Adapted from Kittee Berns.

  1. In a Pyrex measuring cup, whisk together the chickpea batter. You don't want the batter too thick to stir. It should be like pancake batter, easy to pour. Allow to sit.
  2. In a heated nonstick skillet, saute the red onion and garlic until lightly browned. Add the broccoli to soften. Remove and place on a plate.
  3. Return to the heated skillet, add a little olive oil and pour half of the batter into the pan. Add the garlic, onions, broccoli, and tomatoes on top of one half of the batter. Wait until it bubbles and firms up along the edges (approx. 2 minutes to cook).

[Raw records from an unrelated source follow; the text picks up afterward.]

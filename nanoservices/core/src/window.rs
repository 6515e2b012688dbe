//! Resolution of the fetch window from the `--date/--start/--end/--interval` inputs.

use chrono::{DateTime, Duration, NaiveDate, Utc};

#[derive(Debug, Clone, PartialEq, Eq, thiserror::Error)]
pub enum WindowError {
    #[error("invalid date {0:?}, expected YYYY-MM-DD")]
    InvalidDate(String),
    #[error("invalid {bound} time {value:?}, expected RFC 3339")]
    InvalidTimestamp { bound: &'static str, value: String },
    #[error("invalid interval {0:?}, expected e.g. 30m or 1h30m")]
    InvalidDuration(String),
    #[error("window start {start} is after end {end}")]
    Inverted { start: DateTime<Utc>, end: DateTime<Utc> },
}

#[derive(Debug, Clone, Default)]
pub struct WindowArgs {
    pub date: Option<String>,
    pub start: Option<String>,
    pub end: Option<String>,
    pub interval: Option<String>,
}

#[derive(Debug, Clone, Copy, Default, PartialEq, Eq)]
pub struct FetchWindow {
    pub start_at: Option<DateTime<Utc>>,
    pub end_at: Option<DateTime<Utc>>,
}

/// Apply the inputs in order: date, then start/end, then interval.
pub fn resolve(args: &WindowArgs, now: DateTime<Utc>) -> Result<FetchWindow, WindowError> {
    let mut window = FetchWindow::default();

    if let Some(date) = non_empty(&args.date) {
        let day = NaiveDate::parse_from_str(date, "%Y-%m-%d")
            .map_err(|_| WindowError::InvalidDate(date.to_string()))?;
        let start = day.and_hms_opt(0, 0, 0).map(|t| t.and_utc());
        window.start_at = start;
        window.end_at = start.map(|s| s + Duration::days(1));
    }
    if let Some(start) = non_empty(&args.start) {
        window.start_at = Some(rfc3339("start", start)?);
    }
    if let Some(end) = non_empty(&args.end) {
        window.end_at = Some(rfc3339("end", end)?);
    }
    if let Some(interval) = non_empty(&args.interval) {
        let span = parse_duration(interval)?;
        window.end_at = Some(now);
        window.start_at = Some(now - span);
    }

    if let (Some(start), Some(end)) = (window.start_at, window.end_at) {
        if start > end {
            return Err(WindowError::Inverted { start, end });
        }
    }
    Ok(window)
}

fn non_empty(value: &Option<String>) -> Option<&str> {
    value.as_deref().filter(|v| !v.is_empty())
}

fn rfc3339(bound: &'static str, value: &str) -> Result<DateTime<Utc>, WindowError> {
    DateTime::parse_from_rfc3339(value)
        .map(|ts| ts.with_timezone(&Utc))
        .map_err(|_| WindowError::InvalidTimestamp { bound, value: value.to_string() })
}

/// Parse `<n><unit>` groups, units `ms`, `s`, `m`, `h` and `d`.
pub fn parse_duration(input: &str) -> Result<Duration, WindowError> {
    let invalid = || WindowError::InvalidDuration(input.to_string());
    let mut total = Duration::zero();
    let mut rest = input.trim();
    if rest.is_empty() {
        return Err(invalid());
    }

    while !rest.is_empty() {
        let digits = rest.find(|c: char| !c.is_ascii_digit()).unwrap_or(rest.len());
        if digits == 0 {
            return Err(invalid());
        }
        let amount: i64 = rest[..digits].parse().map_err(|_| invalid())?;
        rest = &rest[digits..];

        let unit_len = rest.find(|c: char| c.is_ascii_digit()).unwrap_or(rest.len());
        let part = match &rest[..unit_len] {
            "ms" => Duration::try_milliseconds(amount),
            "s" => Duration::try_seconds(amount),
            "m" => Duration::try_minutes(amount),
            "h" => Duration::try_hours(amount),
            "d" => Duration::try_days(amount),
            _ => None,
        }
        .ok_or_else(invalid)?;
        total = total.checked_add(&part).ok_or_else(invalid)?;
        rest = &rest[unit_len..];
    }
    Ok(total)
}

  4. When able to, gently fold over one side to cook another minute. Cover with a lid and turn off the stove and allow to steam for 5 minutes.
  5. Garnish with more tomatoes, minced red onion, sliced avocado and lime wedges.
  6. Add sea salt and pepper to taste.

Notes: Using a nonstick skillet is key if you do not want your omelet to stick to the pan. Make sure that you are allowing for the chickpea flavor to wear off by steaming the omelet with the lid on.